Lowry v. State

Citation729 P.2d 511
Decision Date12 December 1986
Docket NumberNo. F-84-382,F-84-382
PartiesCarl Don LOWRY, Appellant, v. STATE of Oklahoma, Appellee.
CourtUnited States State Court of Criminal Appeals of Oklahoma. Court of Criminal Appeals of Oklahoma
OPINION

PARKS, Presiding Judge:

The appellant, Carl Don Lowry, was charged, tried and convicted in the District Court of Pottawatomie County, Oklahoma, Case No CRF-83-198, for the offenses of Burglary in the Second Degree and Larceny of an Automobile. His punishment was fixed at a term of two (2) years imprisonment for the burglary offense and three (3) years imprisonment for the larceny offense, the sentences to run consecutively. We reverse.

On July 2nd or 3rd of 1983, the Shawnee residence of Don Smith was broken into. Several items of personalty were missing, including several guns, a VCR unit, and the Smiths' Mercedes Benz automobile. The Mercedes was later located in Norman, badly burned and unrecognizable. One informant had later allegedly witnessed the appellant and another man in possession of the stolen guns. A second police informant had allegedly purchased guns from the appellant. Based upon the information provided by the police informants, a search warrant was procured for the search of the appellant's residence.

The appellant's residence was searched on July 12, 1983. Several officers were present when the search was conducted. As the officers approached the front door to the residence, they noticed a Mercedes Benz automobile battery sitting on the driveway. The battery was seized. The officers knocked on the door and announced that they were police officers and that they had a search warrant. No one answered the door, so the front door was forced open. Upon entering the residence, the officers were met by the appellant, standing near the front door, pointing a handgun at them. The appellant was arrested and he made several incriminating statements. There was conflicting testimony regarding whether the Miranda warnings 1 were read to the appellant prior to, or subsequent to, his incriminating statements. Several items were seized pursuant to the search of the residence. Later that evening, after being transported to the police station, several more incriminating statements were made by the appellant.
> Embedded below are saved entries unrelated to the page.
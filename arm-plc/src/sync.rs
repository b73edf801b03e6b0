//! Sync loop: mirrors simulator state into the store and forwards targets back
//!
//! Each tick pulls the cube position and joint angles into the sensor
//! variables, then compares the target variables against what was last
//! forwarded. A changed channel becomes pending until a post for it is
//! delivered. Joint targets go out as one batched `armAngle` post.

use crate::connector::BridgeConnector;
use crate::error::{PlcError, Result};
use crate::store::{RoleWriter, VariableName, WriterRole};
use crate::transport::Transport;
use arm_kinematics::JOINT_COUNT;
use std::sync::Arc;
use std::sync::atomic::{AtomicBool, AtomicU64, Ordering};
use std::thread::{self, JoinHandle};
use std::time::{Duration, Instant};

/// Longest sleep between shutdown checks
const POLL_SLICE: Duration = Duration::from_millis(50);

/// Outcome of one sync tick
#[derive(Clone, Copy, Debug, Default, PartialEq, Eq)]
pub struct TickReport {
    /// Link was online when the tick started
    pub online: bool,
    /// Fresh sensor values were published
    pub published: bool,
    /// An `armAngle` post was delivered
    pub arm_posted: bool,
    /// A `gripperOn` post was delivered
    pub gripper_posted: bool,
}

/// Sync loop progress readable from other threads
#[derive(Debug, Default)]
pub struct SyncStatus {
    online: AtomicBool,
    bootstrapped: AtomicBool,
    ticks: AtomicU64,
}

impl SyncStatus {
    pub fn is_online(&self) -> bool {
        self.online.load(Ordering::Acquire)
    }

    pub fn is_bootstrapped(&self) -> bool {
        self.bootstrapped.load(Ordering::Acquire)
    }

    /// Completed ticks
    pub fn ticks(&self) -> u64 {
        self.ticks.load(Ordering::Acquire)
    }
}

/// Next deadline after `next`, never earlier than `now`
///
/// A slow exchange skips missed slots instead of running them back to back.
fn reschedule(next: Instant, interval: Duration, now: Instant) -> Instant {
    (next + interval).max(now)
}

/// Round to one decimal place
fn round1(value: f64) -> f64 {
    (value * 10.0).round() / 10.0
}

/// Bridge between the world simulator and the variable store
pub struct SyncLoop<T: Transport> {
    connector: BridgeConnector<T>,
    store: RoleWriter,
    bootstrapped: bool,
    cube: [f64; 3],
    angles: [f64; JOINT_COUNT],
    /// Integer-rounded joint targets last forwarded
    last_targets: [i64; JOINT_COUNT],
    last_gripper: bool,
    arm_pending: bool,
    gripper_pending: bool,
    status: Arc<SyncStatus>,
}

impl<T: Transport> SyncLoop<T> {
    /// `store` must be a sensor-role handle
    pub fn new(connector: BridgeConnector<T>, store: RoleWriter) -> Result<Self> {
        if store.role() != WriterRole::Sensor {
            return Err(PlcError::Config(
                "sync loop needs a sensor-role store handle".to_string(),
            ));
        }
        Ok(Self {
            connector,
            store,
            bootstrapped: false,
            cube: [0.0; 3],
            angles: [0.0; JOINT_COUNT],
            last_targets: [0; JOINT_COUNT],
            last_gripper: false,
            arm_pending: false,
            gripper_pending: false,
            status: Arc::new(SyncStatus::default()),
        })
    }

    pub fn connector(&self) -> &BridgeConnector<T> {
        &self.connector
    }

    pub fn connector_mut(&mut self) -> &mut BridgeConnector<T> {
        &mut self.connector
    }

    /// True once targets were seeded from a successful pull
    pub fn is_bootstrapped(&self) -> bool {
        self.bootstrapped
    }

    /// Shared progress handle
    pub fn status(&self) -> Arc<SyncStatus> {
        Arc::clone(&self.status)
    }

    /// Channels waiting for delivery: (arm, gripper)
    pub fn pending(&self) -> (bool, bool) {
        (self.arm_pending, self.gripper_pending)
    }

    /// Run one sync cycle
    pub fn tick(&mut self) -> Result<TickReport> {
        let report = self.cycle();
        self.status
            .online
            .store(self.connector.is_online(), Ordering::Release);
        self.status
            .bootstrapped
            .store(self.bootstrapped, Ordering::Release);
        self.status.ticks.fetch_add(1, Ordering::AcqRel);
        report
    }

    fn cycle(&mut self) -> Result<TickReport> {
        let mut report = TickReport {
            online: self.connector.is_online(),
            ..TickReport::default()
        };

        report.published = self.pull()?;
        if report.published && !self.bootstrapped {
            self.bootstrap()?;
        }
        if !self.bootstrapped {
            return Ok(report);
        }

        let targets = self.collect_dirty()?;

        if self.arm_pending
            && let Some(accepted) = self.connector.set_arm_angles(&targets)
        {
            self.arm_pending = false;
            report.arm_posted = true;
            tracing::debug!("Forwarded joint targets {:?} (accepted: {})", targets, accepted);
        }

        if self.gripper_pending
            && let Some(accepted) = self.connector.set_gripper(self.last_gripper)
        {
            self.gripper_pending = false;
            report.gripper_posted = true;
            tracing::info!(
                "Forwarded gripper {} (accepted: {})",
                if self.last_gripper { "grab" } else { "release" },
                accepted
            );
        }

        Ok(report)
    }

    /// Publish sensor values; true when they came fresh from the simulator
    fn pull(&mut self) -> Result<bool> {
        let fresh = if self.connector.is_online() {
            match (self.connector.cube_position(), self.connector.arm_angles()) {
                (Some(cube), Some(angles)) => {
                    self.cube = cube.to_array().map(round1);
                    self.angles = angles.map(round1);
                    true
                }
                _ => false,
            }
        } else {
            false
        };

        if !fresh {
            tracing::warn!(
                "World simulator {}; publishing last known values",
                self.connector.state()
            );
        }

        for (name, value) in VariableName::CUBE_POS.iter().zip(self.cube) {
            self.store.write(*name, value)?;
        }
        for (name, value) in VariableName::ARM_ANGLES.iter().zip(self.angles) {
            self.store.write(*name, value)?;
        }
        Ok(fresh)
    }

    /// Start targets at the measured pose so nothing moves on connect
    fn bootstrap(&mut self) -> Result<()> {
        for (i, name) in VariableName::MOTOR_CTRL.iter().enumerate() {
            self.store.seed_target(*name, self.angles[i])?;
            self.last_targets[i] = self.angles[i].round() as i64;
        }
        self.last_gripper = self.store.read_bool(VariableName::GripperCtrl)?;
        self.bootstrapped = true;
        tracing::info!("Targets seeded from measured pose {:?}", self.angles);
        Ok(())
    }

    /// Read targets, flag changed channels, return the joint targets
    fn collect_dirty(&mut self) -> Result<[f64; JOINT_COUNT]> {
        let mut targets = [0.0; JOINT_COUNT];
        for (i, name) in VariableName::MOTOR_CTRL.iter().enumerate() {
            targets[i] = self.store.read_f64(*name)?;
            let rounded = targets[i].round() as i64;
            if rounded != self.last_targets[i] {
                self.last_targets[i] = rounded;
                self.arm_pending = true;
            }
        }

        let gripper = self.store.read_bool(VariableName::GripperCtrl)?;
        if gripper != self.last_gripper {
            self.last_gripper = gripper;
            self.gripper_pending = true;
        }
        Ok(targets)
    }

    /// Tick every `interval` and step the reconnect countdown every
    /// `reconnect_interval` until `running` is cleared
    pub fn run(&mut self, running: &AtomicBool, interval: Duration, reconnect_interval: Duration) {
        tracing::info!(
            "Sync loop started ({} ms tick, {} ms reconnect tick)",
            interval.as_millis(),
            reconnect_interval.as_millis()
        );

        let mut next_tick = Instant::now();
        let mut next_reconnect = Instant::now() + reconnect_interval;

        while running.load(Ordering::Relaxed) {
            let now = Instant::now();

            if now >= next_reconnect {
                self.connector.reconnect();
                next_reconnect =
                    reschedule(next_reconnect, reconnect_interval, Instant::now());
            }

            if now >= next_tick {
                match self.tick() {
                    Ok(report) => tracing::trace!("Sync tick: {:?}", report),
                    Err(e) => tracing::error!("Sync tick failed: {}", e),
                }
                next_tick = reschedule(next_tick, interval, Instant::now());
            }

            let wake = next_tick.min(next_reconnect);
            let now = Instant::now();
            if wake > now {
                thread::sleep((wake - now).min(POLL_SLICE));
            }
        }

        tracing::info!("Sync loop terminated");
    }
}

impl<T: Transport + 'static> SyncLoop<T> {
    /// Run the loop on its own thread
    pub fn spawn(
        mut self,
        running: Arc<AtomicBool>,
        interval: Duration,
        reconnect_interval: Duration,
    ) -> Result<JoinHandle<Self>> {
        thread::Builder::new()
            .name("plc-sync".to_string())
            .spawn(move || {
                self.run(&running, interval, reconnect_interval);
                self
            })
            .map_err(PlcError::Connection)
    }
}

#[cfg(test)]
mod tests {
    use super::*;
    use crate::store::{MemoryStore, VariableStore, register_variables};
    use crate::transport::MockTransport;

    const NS: &str = "RobotArmPLC";
    const OBJ: &str = "RobotArmCtrl";

    /// Mock simulator that answers every request
    fn responder(mock: &MockTransport) {
        mock.set_responder(|request| {
            let reply = if request.starts_with("GET;login") {
                r#"REP;login;{"state":"ready"}"#
            } else if request.starts_with("GET;cubePos") {
                r#"REP;cubePos;{"pos":[2.04,1.0,0.26]}"#
            } else if request.starts_with("GET;armAngle") {
                r#"REP;armAngle;{"angles":[45.0,-15.0,30.04,0.0,0.0,50.0]}"#
            } else if request.starts_with("POST;armAngle") {
                r#"REP;armAngle;{"result":"success"}"#
            } else if request.starts_with("POST;gripperOn") {
                r#"REP;gripperOn;{"result":"success"}"#
            } else {
                "REP;deny;{}"
            };
            Some(reply.to_string())
        });
    }

    fn setup() -> (MockTransport, SyncLoop<MockTransport>, RoleWriter) {
        let store: Arc<dyn VariableStore> = Arc::new(MemoryStore::new());
        register_variables(store.as_ref(), NS, OBJ).unwrap();
        let mock = MockTransport::new();
        responder(&mock);
        let mut connector = BridgeConnector::new(mock.clone(), "PLC-01", 2);
        assert!(connector.connect());
        let sensors = RoleWriter::new(store.clone(), WriterRole::Sensor, NS, OBJ);
        let hmi = RoleWriter::new(store, WriterRole::Target, NS, OBJ);
        (mock, SyncLoop::new(connector, sensors).unwrap(), hmi)
    }

    #[test]
    fn test_rejects_target_role_handle() {
        let (mock, _, hmi) = setup();
        let connector = BridgeConnector::new(mock, "PLC-01", 2);
        assert!(SyncLoop::new(connector, hmi).is_err());
    }

    #[test]
    fn test_first_tick_publishes_and_bootstraps() {
        let (mock, mut sync, hmi) = setup();
        let report = sync.tick().unwrap();
        assert!(report.online && report.published);
        assert!(!report.arm_posted && !report.gripper_posted);
        assert!(sync.is_bootstrapped());
        let status = sync.status();
        assert!(status.is_online() && status.is_bootstrapped());
        assert_eq!(status.ticks(), 1);

        assert_eq!(hmi.read_f64(VariableName::CubePosX).unwrap(), 2.0);
        assert_eq!(hmi.read_f64(VariableName::CubePosZ).unwrap(), 0.3);
        assert_eq!(hmi.read_f64(VariableName::ArmAngle3).unwrap(), 30.0);
        assert_eq!(hmi.read_f64(VariableName::Motor1Ctrl).unwrap(), 45.0);
        assert_eq!(mock.count("POST;"), 0);
    }

    #[test]
    fn test_posts_only_when_target_changes() {
        let (mock, mut sync, hmi) = setup();
        sync.tick().unwrap();

        hmi.write(VariableName::Motor2Ctrl, 20.0).unwrap();
        assert!(sync.tick().unwrap().arm_posted);
        assert!(!sync.tick().unwrap().arm_posted);

        // Sub-integer change is not forwarded
        hmi.write(VariableName::Motor2Ctrl, 20.3).unwrap();
        assert!(!sync.tick().unwrap().arm_posted);
        assert_eq!(mock.count("POST;armAngle"), 1);

        // All six targets go out in one batch
        let posts: Vec<_> = mock
            .requests()
            .into_iter()
            .filter(|r| r.starts_with("POST;armAngle"))
            .collect();
        assert_eq!(posts[0], r#"POST;armAngle;{"angles":[45.0,20.0,30.0,0.0,0.0,50.0]}"#);
    }

    #[test]
    fn test_gripper_forwarded_on_toggle() {
        let (mock, mut sync, hmi) = setup();
        sync.tick().unwrap();

        hmi.write(VariableName::GripperCtrl, true).unwrap();
        let report = sync.tick().unwrap();
        assert!(report.gripper_posted && !report.arm_posted);
        assert!(!sync.tick().unwrap().gripper_posted);
        assert_eq!(mock.count(r#"POST;gripperOn;{"gripper":true}"#), 1);
    }

    #[test]
    fn test_undelivered_post_stays_pending() {
        let (mock, mut sync, hmi) = setup();
        sync.tick().unwrap();

        hmi.write(VariableName::Motor1Ctrl, 90.0).unwrap();
        mock.clear_responder();
        let report = sync.tick().unwrap();
        assert!(!report.published && !report.arm_posted);
        assert_eq!(sync.pending(), (true, false));

        // Link is down: the post is not even attempted
        mock.clear_requests();
        sync.tick().unwrap();
        assert!(mock.requests().is_empty());

        responder(&mock);
        sync.connector_mut().connect();
        let report = sync.tick().unwrap();
        assert!(report.arm_posted);
        assert_eq!(sync.pending(), (false, false));
    }

    #[test]
    fn test_no_forwarding_before_bootstrap() {
        let store: Arc<dyn VariableStore> = Arc::new(MemoryStore::new());
        register_variables(store.as_ref(), NS, OBJ).unwrap();
        let mock = MockTransport::new();
        let connector = BridgeConnector::new(mock.clone(), "PLC-01", 2);
        let hmi = RoleWriter::new(store.clone(), WriterRole::Target, NS, OBJ);
        let mut sync =
            SyncLoop::new(connector, RoleWriter::new(store, WriterRole::Sensor, NS, OBJ)).unwrap();

        hmi.write(VariableName::Motor1Ctrl, 10.0).unwrap();
        let report = sync.tick().unwrap();
        assert_eq!(report, TickReport::default());
        assert!(!sync.is_bootstrapped());
        assert!(mock.requests().is_empty());
    }

    #[test]
    fn test_reschedule_after_slow_tick() {
        let start = Instant::now();
        let interval = Duration::from_millis(400);

        // On time: fixed cadence
        assert_eq!(reschedule(start, interval, start), start + interval);

        // A 1 s timeout overran two slots: next tick is now, not in the past
        let late = start + Duration::from_millis(1000);
        assert_eq!(reschedule(start, interval, late), late);
    }

    #[test]
    fn test_round1() {
        assert_eq!(round1(1.04), 1.0);
        assert_eq!(round1(-15.06), -15.1);
    }
}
The appellant raises five assignments of error before this Court. Since we find the first assignment of error has merit, we dispose of the case on this ground alone.

In his first assignment of error, the appellant contends that the trial court erred in admitting into evidence the statements of the appellant made subsequent to his arrest. We agree. Initially, a review of the record indicates that the search warrant was executed by police officers who forced their way into the appellant's residence. The appellant was subsequently arrested in his residence following the officers' entry. The affidavit for the issuance of the search warrant was later held to be defective by a District Judge at a hearing on the motion to suppress. The affidavit was defective in its imprecise drafting and by its failure to state the reliability of the confidential informants. 2 Accordingly, the evidence obtained pursuant to the execution of the search warrant was suppressed.

Since the search warrant was invalid, the police officers' forced entry into the appellant's residence and his subsequent warrantless arrest was unlawful. The Supreme Court has held that a warrantless arrest of an individual in his own residence is barred by the Fourth Amendment to the United States Constitution. Payton v. New York, 445 U.S. 573, 100 S.Ct. 1371, 63 L.Ed.2d 639 (1980). See also Feaster v. State, 635 P.2d 617 (Okl.Cr.1981). Since the appellant's arrest, in the case at bar, was procured without a warrant in his own residence, the arrest was in violation of the Fourth Amendment. Therefore, all statements made by the appellant, subsequent to his arrest, are potentially the "fruit of the poisonous tree." Wong Sun v. United States, 371 U.S. 471, 83 S.Ct. 407, 9 L.Ed.2d 441 (1963). Such statements should be suppressed unless they are "sufficiently an act of free will to purge the primary taint of the unlawful invasion." Id at 486, 83 S.Ct. at 416-17.

In Brown v. Illinois, 422 U.S. 590, 95 S.Ct. 2254, 45 L.Ed.2d 416 (1975), the Supreme Court further elucidated several factors to be considered which may purge the taint. See also Cooks v. State, 699 P.2d 653 (Okl.Cr.1985). The Court cited the various factors to consider once the threshold test of voluntariness is met. These factors include (1) the giving of Miranda warnings, (2) the "temporal proximity" of the arrest and confessions, (3) the presence of "interventing circumstances," and (4) the "purpose and flagrancy of the official misconduct." Id. 422 U.S., at 603-4, 95 S.Ct. at 2261-62.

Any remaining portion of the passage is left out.